Aubry et Hollande se disputent Delors. Oui mais pourquoi ?

Philippe Cohen - Marianne | Lundi 15 Août 2011 à 05:01

 

Pour riposter à la réunion avec des économistes convoquée par François Hollande, Martine Aubry a invité son père Jacques Delors à une cellule de veille de la crise. La danse du ventre autour de l'héritage Delors ne semble pas un signe de bonne santé politique à Philippe Cohen.

 


Qui est le véritable héritier de la maison Delors ? Sa fille Martine, qui, après avoir souhaité marquer sa différence avec un père hésitant à se porter candidat en 1995, souhaite désormais bénéficier de son aura supposée en l'invitant à participer à la cellule de crise (1) qu'elle a convoquée pour la fin du mois ? Ou bien son rival François Hollande qui ne manque jamais une occasion de rappeler qu'il fut le président des Clubs Témoins, principal réseau de Jacques Delors dans les années 1990 ?
 
Qu'importe. Cet empressement à engranger cette filiation politique montre surtout à quel point les deux prétendants semblent mécomprendre la nature de la crise et le contexte politique dans lequel se situe leur campagne. Première remarque, le nom de Jacques Delors n'évoque pas grand chose aux moins de trente cinq ans si ce n'est quelques lignes dans leur livres d'histoire. Quant aux plus vieux, il faut qu'ils aient la mémoire courte ou une singulière mauvaise foi pour que le nom de Jacques Delors évoque quelque chose de glorieux.

Les évènements récents ne viennent-ils pas de démontrer la fragilité de l'édifice européen, une monnaie sans état ni direction politique ? La crise de la dette publique n'est-elle pas, d'abord, celle de l'incapacité des dirigeants européens à faire accepter à leurs administrés qu'ils ont un destin commun qui les rend solidaires ? Le projet européen s'est brisé sur le concept germanique des PIG'S, (Portugal, Irlande, Grèce et Espagne) stigmatisation vulgaire de peuples supposés trop différents (voire « fainéants ») pour mériter la compassion des « winners » de l'Union que seraient les Allemands et les Hollandais.

N'oublions pas, d'ailleurs, que Jacques Delors a toujours été l'homme de toutes les compromissions avec l'Allemagne qu'il considérait, et ses épigones également, comme un modèle pour la France, sans prendre en compte les différences entre les deux pays, et notamment celle de la démographie qui oblige la France à une politique plus expansionniste (et à des dépenses publiques plus lourdes) pour donner du travail à ses jeunes.

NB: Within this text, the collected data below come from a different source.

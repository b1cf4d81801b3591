//! Tests for INC, DEC, INX, INY, DEX, DEY.

use mos6502::{Cpu, FlatMemory, MemoryBus};

fn setup_cpu() -> Cpu<FlatMemory> {
    let mut cpu = Cpu::new(FlatMemory::new());
    cpu.set_pc(0x8000);
    cpu
}

#[test]
fn test_inc_zero_page() {
    let mut cpu = setup_cpu();

    cpu.memory_mut().write(0x8000, 0xE6);
    cpu.memory_mut().write(0x8001, 0x42);
    cpu.memory_mut().write(0x0042, 0x7F);

    cpu.step().unwrap();

    assert_eq!(cpu.memory().read(0x0042), 0x80);
    assert!(cpu.flag_n());
    assert!(!cpu.flag_z());
    assert_eq!(cpu.cycles(), 5);
}

#[test]
fn test_inc_wraps_to_zero() {
    let mut cpu = setup_cpu();

    cpu.memory_mut().write(0x8000, 0xE6);
    cpu.memory_mut().write(0x8001, 0x42);
    cpu.memory_mut().write(0x0042, 0xFF);

    cpu.step().unwrap();

    assert_eq!(cpu.memory().read(0x0042), 0x00);
    assert!(cpu.flag_z());
}

#[test]
fn test_dec_absolute() {
    let mut cpu = setup_cpu();

    cpu.memory_mut().write(0x8000, 0xCE);
    cpu.memory_mut().write(0x8001, 0x00);
    cpu.memory_mut().write(0x8002, 0x20);
    cpu.memory_mut().write(0x2000, 0x01);

    cpu.step().unwrap();

    assert_eq!(cpu.memory().read(0x2000), 0x00);
    assert!(cpu.flag_z());
    assert_eq!(cpu.cycles(), 6);
}

#[test]
fn test_dec_wraps_below_zero() {
    let mut cpu = setup_cpu();

    cpu.memory_mut().write(0x8000, 0xC6);
    cpu.memory_mut().write(0x8001, 0x10);
    cpu.memory_mut().write(0x0010, 0x00);

    cpu.step().unwrap();

    assert_eq!(cpu.memory().read(0x0010), 0xFF);
    assert!(cpu.flag_n());
}

#[test]
fn test_inc_absolute_x_fixed_cost_despite_cross() {
    let mut cpu = setup_cpu();

    cpu.memory_mut().write(0x8000, 0xFE);
    cpu.memory_mut().write(0x8001, 0xFF);
    cpu.memory_mut().write(0x8002, 0x20);
    cpu.memory_mut().write(0x2101, 0x10);

    cpu.set_x(0x02);
    cpu.step().unwrap();

    assert_eq!(cpu.memory().read(0x2101), 0x11);
    assert_eq!(cpu.cycles(), 7);
}

#[test]
fn test_inx_wraps() {
    let mut cpu = setup_cpu();

    cpu.memory_mut().write(0x8000, 0xE8);

    cpu.set_x(0xFF);
    cpu.step().unwrap();

    assert_eq!(cpu.x(), 0x00);
    assert!(cpu.flag_z());
    assert_eq!(cpu.cycles(), 2);
}

#[test]
fn test_iny_sets_negative() {
    let mut cpu = setup_cpu();

    cpu.memory_mut().write(0x8000, 0xC8);

    cpu.set_y(0x7F);
    cpu.step().unwrap();

    assert_eq!(cpu.y(), 0x80);
    assert!(cpu.flag_n());
}

#[test]
fn test_dex_wraps() {
    let mut cpu = setup_cpu();

    cpu.memory_mut().write(0x8000, 0xCA);

    cpu.set_x(0x00);
    cpu.step().unwrap();

    assert_eq!(cpu.x(), 0xFF);
    assert!(cpu.flag_n());
}

#[test]
fn test_dey_to_zero() {
    let mut cpu = setup_cpu();

    cpu.memory_mut().write(0x8000, 0x88);

    cpu.set_y(0x01);
    cpu.step().unwrap();

    assert_eq!(cpu.y(), 0x00);
    assert!(cpu.flag_z());
}
//! # Stack Instructions
//!
//! PHA, PHP, PLA, PLP. The stack lives at 0x0100-0x01FF and grows
//! downward; SP is the 8-bit offset into that page.

use crate::cpu::{Cpu, Status};
use crate::memory::MemoryBus;

/// PHA: push the accumulator.
pub(crate) fn pha<M: MemoryBus>(cpu: &mut Cpu<M>) {
    cpu.push_byte(cpu.a);
}

/// PHP: push the status register with Break and Unused forced to 1 in the
/// pushed byte.
pub(crate) fn php<M: MemoryBus>(cpu: &mut Cpu<M>) {
    cpu.push_byte((cpu.status | Status::BREAK | Status::UNUSED).bits());
}

/// PLA: pull into the accumulator; sets N, Z.
pub(crate) fn pla<M: MemoryBus>(cpu: &mut Cpu<M>) {
    cpu.a = cpu.pop_byte();
    cpu.set_flags_nz(cpu.a);
}

/// PLP: pull the status register. Break is restored from the stack byte;
/// Unused reads 1 regardless.
pub(crate) fn plp<M: MemoryBus>(cpu: &mut Cpu<M>) {
    let popped = cpu.pop_byte();
    cpu.status = Status::from_bits_retain(popped) | Status::UNUSED;
}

Certes, sitôt rendu son tablier de la Commission européenne, Jacques Delors s'est livré à une critique sévère de l'Union européenne, comme s'il tenait absolument à démontrer que cela fonctionnait bien mieux sous son magistère. Une critique surtout ronchonne, et souvent confuse, à égale distance des fédéralistes, qui ont au moins une certaines cohérence, et des partisans d'une Europe des nations, qui en ont une autre.

Publié voici moins d'un mois, son texte Une vision  claire portait mal son titre tant son contenu refusait de trancher entre différents impératifs; la « ligne Delors » consiste à la fois à garantir les dépôts de particuliers (mais qui menace de les spolier ?), à léser les banques dont le métier est de prendre des risques (mais pas trop), à orienter les politiques économiques vers le retour à l'équilibre budgétaire (mais pas trop vite), et à confier au Fonds de stabilisation européen le soin de refinancer les états défaillants.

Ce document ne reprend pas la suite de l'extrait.